### Data supplied:

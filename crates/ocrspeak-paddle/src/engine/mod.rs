//! PaddleOCR inference pipeline on ONNX Runtime.

mod cls;
mod det;
mod preprocess;
mod rec;
mod session;

use std::time::Instant;

use image::DynamicImage;
use ocrspeak_core::{OcrOutput, TextLine};

use self::cls::AngleClassifier;
use self::det::TextDetector;
use self::rec::TextRecognizer;
use self::session::OnnxModel;
use crate::{Error, ModelLayout, ModelPart, PaddleConfig, Result, TRACING_TARGET_ENGINE};

/// Detection, optional angle classification and recognition in one handle.
///
/// Running a model needs exclusive access to its session, so every method
/// that infers takes `&mut self`. Share the engine behind a mutex.
pub struct PaddleEngine {
    detector: TextDetector,
    classifier: Option<AngleClassifier>,
    recognizer: TextRecognizer,
    drop_score: f32,
}

impl PaddleEngine {
    /// Loads all sessions described by the layout.
    ///
    /// Fails when a required part is missing or a model cannot be loaded. A
    /// missing classifier only disables angle classification.
    pub fn new(layout: &ModelLayout, config: &PaddleConfig) -> Result<Self> {
        let report = layout.check();
        if let Some(missing) = report.missing_required().first() {
            return Err(Error::missing(missing.part, missing.path.clone()));
        }

        let detector = TextDetector::new(OnnxModel::load(layout, ModelPart::Detection, config)?);

        let charset = rec::load_charset(layout.path(ModelPart::Dictionary))?;
        let recognizer = TextRecognizer::new(
            OnnxModel::load(layout, ModelPart::Recognition, config)?,
            charset,
        );

        let classifier = if report.use_cls() && !config.disable_angle_cls {
            let model = OnnxModel::load(layout, ModelPart::Classifier, config)?;
            Some(AngleClassifier::new(model, config.cls_thresh))
        } else {
            tracing::warn!(
                target: TRACING_TARGET_ENGINE,
                path = %layout.path(ModelPart::Classifier).display(),
                "Angle classification disabled"
            );
            None
        };

        tracing::info!(
            target: TRACING_TARGET_ENGINE,
            charset = recognizer.charset_len(),
            angle_classifier = classifier.is_some(),
            drop_score = config.drop_score,
            "PaddleOCR engine initialized"
        );

        Ok(Self {
            detector,
            classifier,
            recognizer,
            drop_score: config.drop_score,
        })
    }

    /// Whether crops are checked for upside-down text.
    pub fn uses_angle_classifier(&self) -> bool {
        self.classifier.is_some()
    }

    /// Reads all text lines in the image, in reading order.
    pub fn recognize(&mut self, image: &DynamicImage) -> Result<OcrOutput> {
        if image.width() == 0 || image.height() == 0 {
            return Err(Error::invalid_input("image has no pixels"));
        }

        let started = Instant::now();
        let rgb = image.to_rgb8();

        let regions = self.detector.detect(&rgb)?;
        tracing::debug!(
            target: TRACING_TARGET_ENGINE,
            regions = regions.len(),
            elapsed_ms = started.elapsed().as_millis() as u64,
            "Detection finished"
        );

        if regions.is_empty() {
            return Ok(OcrOutput::default());
        }

        let mut crops: Vec<_> = regions
            .iter()
            .map(|region| preprocess::crop_region(&rgb, region))
            .collect();

        if let Some(classifier) = self.classifier.as_mut() {
            let rotated = classifier.correct(&mut crops)?;
            tracing::debug!(
                target: TRACING_TARGET_ENGINE,
                rotated,
                "Angle classification finished"
            );
        }

        let recognized = self.recognizer.recognize(&crops)?;
        let lines: Vec<TextLine> = regions
            .into_iter()
            .zip(recognized)
            .filter(|(_, (text, score))| !text.is_empty() && *score >= self.drop_score)
            .map(|(region, (text, score))| TextLine::new(region, text, score))
            .collect();

        tracing::debug!(
            target: TRACING_TARGET_ENGINE,
            lines = lines.len(),
            elapsed_ms = started.elapsed().as_millis() as u64,
            "Recognition finished"
        );

        Ok(OcrOutput::new(lines))
    }
}
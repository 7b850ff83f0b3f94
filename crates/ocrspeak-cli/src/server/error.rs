//! Server error types with context and recovery suggestions.

use std::io;

use thiserror::Error;

/// Result type for server operations.
pub type Result<T, E = ServerError> = std::result::Result<T, E>;

/// Error type for server operations with recovery suggestions.
#[derive(Debug, Error)]
pub enum ServerError {
    /// Server configuration is invalid.
    #[error("Invalid configuration: {0}")]
    InvalidConfig(String),

    /// Failed to bind to the specified address.
    #[error("Failed to bind to {address}: {source}")]
    BindError {
        address: String,
        #[source]
        source: io::Error,
    },

    /// Runtime server error.
    #[error("Runtime error: {0}")]
    Runtime(#[source] io::Error),
}

impl ServerError {
    /// Returns a unique error code for this error type.
    pub const fn error_code(&self) -> &'static str {
        match self {
            Self::InvalidConfig(_) => "E001",
            Self::BindError { .. } => "E002",
            Self::Runtime(_) => "E003",
        }
    }

    /// Determines if this error is potentially recoverable.
    ///
    /// Recoverable errors might succeed with a different port or once a
    /// resource becomes available.
    pub fn is_recoverable(&self) -> bool {
        match self {
            Self::InvalidConfig(_) => false,
            Self::BindError { source, .. } => matches!(
                source.kind(),
                io::ErrorKind::PermissionDenied
                    | io::ErrorKind::AddrInUse
                    | io::ErrorKind::AddrNotAvailable
            ),
            Self::Runtime(err) => matches!(
                err.kind(),
                io::ErrorKind::PermissionDenied
                    | io::ErrorKind::Interrupted
                    | io::ErrorKind::TimedOut
                    | io::ErrorKind::ConnectionRefused
            ),
        }
    }

    /// Provides a human-readable suggestion for resolving this error.
    pub fn suggestion(&self) -> Option<&'static str> {
        match self {
            Self::InvalidConfig(_) => {
                Some("Check the command-line flags and environment variables")
            }
            Self::BindError { source, .. } => match source.kind() {
                io::ErrorKind::PermissionDenied => {
                    Some("Try using a port above 1024 or run with appropriate privileges")
                }
                io::ErrorKind::AddrInUse => Some(
                    "The port is already in use. Try a different port or stop the conflicting service",
                ),
                io::ErrorKind::AddrNotAvailable => {
                    Some("The address is not available. Check network interface configuration")
                }
                _ => Some("Check network configuration and firewall settings"),
            },
            Self::Runtime(err) => match err.kind() {
                io::ErrorKind::PermissionDenied => Some("Check file and network permissions"),
                io::ErrorKind::Interrupted => Some("The operation was interrupted, you may retry"),
                io::ErrorKind::TimedOut => {
                    Some("The operation timed out, consider increasing timeout values")
                }
                _ => None,
            },
        }
    }

    /// Returns contextual information about this error as key-value pairs.
    pub fn context(&self) -> Vec<(&'static str, String)> {
        let mut context = vec![("error_code", self.error_code().to_owned())];

        if let Some(suggestion) = self.suggestion() {
            context.push(("suggestion", suggestion.to_owned()));
        }

        context.push(("recoverable", self.is_recoverable().to_string()));

        if let Self::BindError { address, .. } = self {
            context.push(("address", address.clone()));
        }

        context
    }
}

#[cfg(test)]
mod tests {
    use super::*;

    #[test]
    fn bind_error_in_use() {
        let error = ServerError::BindError {
            address: "127.0.0.1:7860".into(),
            source: io::Error::from(io::ErrorKind::AddrInUse),
        };

        assert_eq!(error.error_code(), "E002");
        assert!(error.is_recoverable());
        assert!(error.suggestion().is_some_and(|s| s.contains("already in use")));
        assert!(
            error
                .context()
                .iter()
                .any(|(key, value)| *key == "address" && value == "127.0.0.1:7860")
        );
    }

    #[test]
    fn invalid_config_is_not_recoverable() {
        let error = ServerError::InvalidConfig("port".into());
        assert_eq!(error.error_code(), "E001");
        assert!(!error.is_recoverable());
    }
}
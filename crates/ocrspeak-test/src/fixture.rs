//! Files shipped with the crate for tests that need real assets.

use std::path::PathBuf;

/// Path of a bundled DejaVu Sans font, usable wherever a drawing font is
/// configured.
///
/// The font is distributed under the Bitstream Vera license, see
/// `assets/DejaVuSans.LICENSE`.
pub fn font_path() -> PathBuf {
    PathBuf::from(env!("CARGO_MANIFEST_DIR")).join("assets/DejaVuSans.ttf")
}

#[cfg(test)]
mod tests {
    use super::*;

    #[test]
    fn bundled_font_exists() {
        assert!(font_path().is_file());
    }
}
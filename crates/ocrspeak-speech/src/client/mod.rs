//! HTTP client for the hosted speech endpoint.

mod tts_client;
mod tts_config;

pub use tts_client::SpeechClient;
pub use tts_config::SpeechConfig;
//! OCR upload form.

use bytes::Bytes;

use crate::extract::Multipart;
use crate::handler::{Error, Result};

/// Tracing target for form parsing.
const TRACING_TARGET: &str = "ocrspeak_server::handler::request::ocr";

/// Fields posted by the upload page.
///
/// Every field is optional. A missing image is answered with a message,
/// not a rejection.
#[derive(Debug, Clone, Default)]
pub struct OcrForm {
    /// Raw bytes of the uploaded file, `image`.
    pub image: Option<Bytes>,
    /// Dropdown selection, `language`.
    pub language: Option<String>,
    /// Whether the text should be read aloud, `speak`.
    pub speak: bool,
}

impl OcrForm {
    /// Reads all fields from a multipart body.
    ///
    /// Unknown fields are skipped. An empty file part counts as no image.
    pub async fn from_multipart(multipart: &mut Multipart) -> Result<Self> {
        let mut form = Self::default();

        while let Some(field) = multipart.next_field().await.map_err(|err| {
            tracing::warn!(target: TRACING_TARGET, error = %err, "Failed to read multipart field");
            Error::from(err)
        })? {
            let Some(name) = field.name().map(str::to_owned) else {
                continue;
            };

            match name.as_str() {
                "image" => {
                    let file_name = field.file_name().map(str::to_owned);
                    let data = field.bytes().await?;
                    tracing::debug!(
                        target: TRACING_TARGET,
                        file_name = file_name.as_deref(),
                        size = data.len(),
                        "Received image upload"
                    );
                    form.image = Some(data).filter(|data| !data.is_empty());
                }
                "language" => {
                    let value = field.text().await?;
                    let value = value.trim();
                    form.language = (!value.is_empty()).then(|| value.to_owned());
                }
                "speak" => {
                    let value = field.text().await?;
                    form.speak = parse_flag(&value);
                }
                other => {
                    tracing::debug!(target: TRACING_TARGET, field = other, "Skipping unknown field");
                }
            }
        }

        Ok(form)
    }
}

/// Checkbox values browsers and scripts commonly send.
fn parse_flag(value: &str) -> bool {
    matches!(
        value.trim().to_ascii_lowercase().as_str(),
        "true" | "on" | "1" | "yes"
    )
}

### Task objective:
Up to and including the line with "use self::session::OnnxModel;", write out the records above exactly, starting from their first line.

### Solution to this task:
filename crates/ocrspeak-paddle/src/engine/mod.rs
//! PaddleOCR inference pipeline on ONNX Runtime.

mod cls;
mod det;
mod preprocess;
mod rec;
mod session;

use std::time::Instant;

use image::DynamicImage;
use ocrspeak_core::{OcrOutput, TextLine};

use self::cls::AngleClassifier;
use self::det::TextDetector;
use self::rec::TextRecognizer;
use self::session::OnnxModel;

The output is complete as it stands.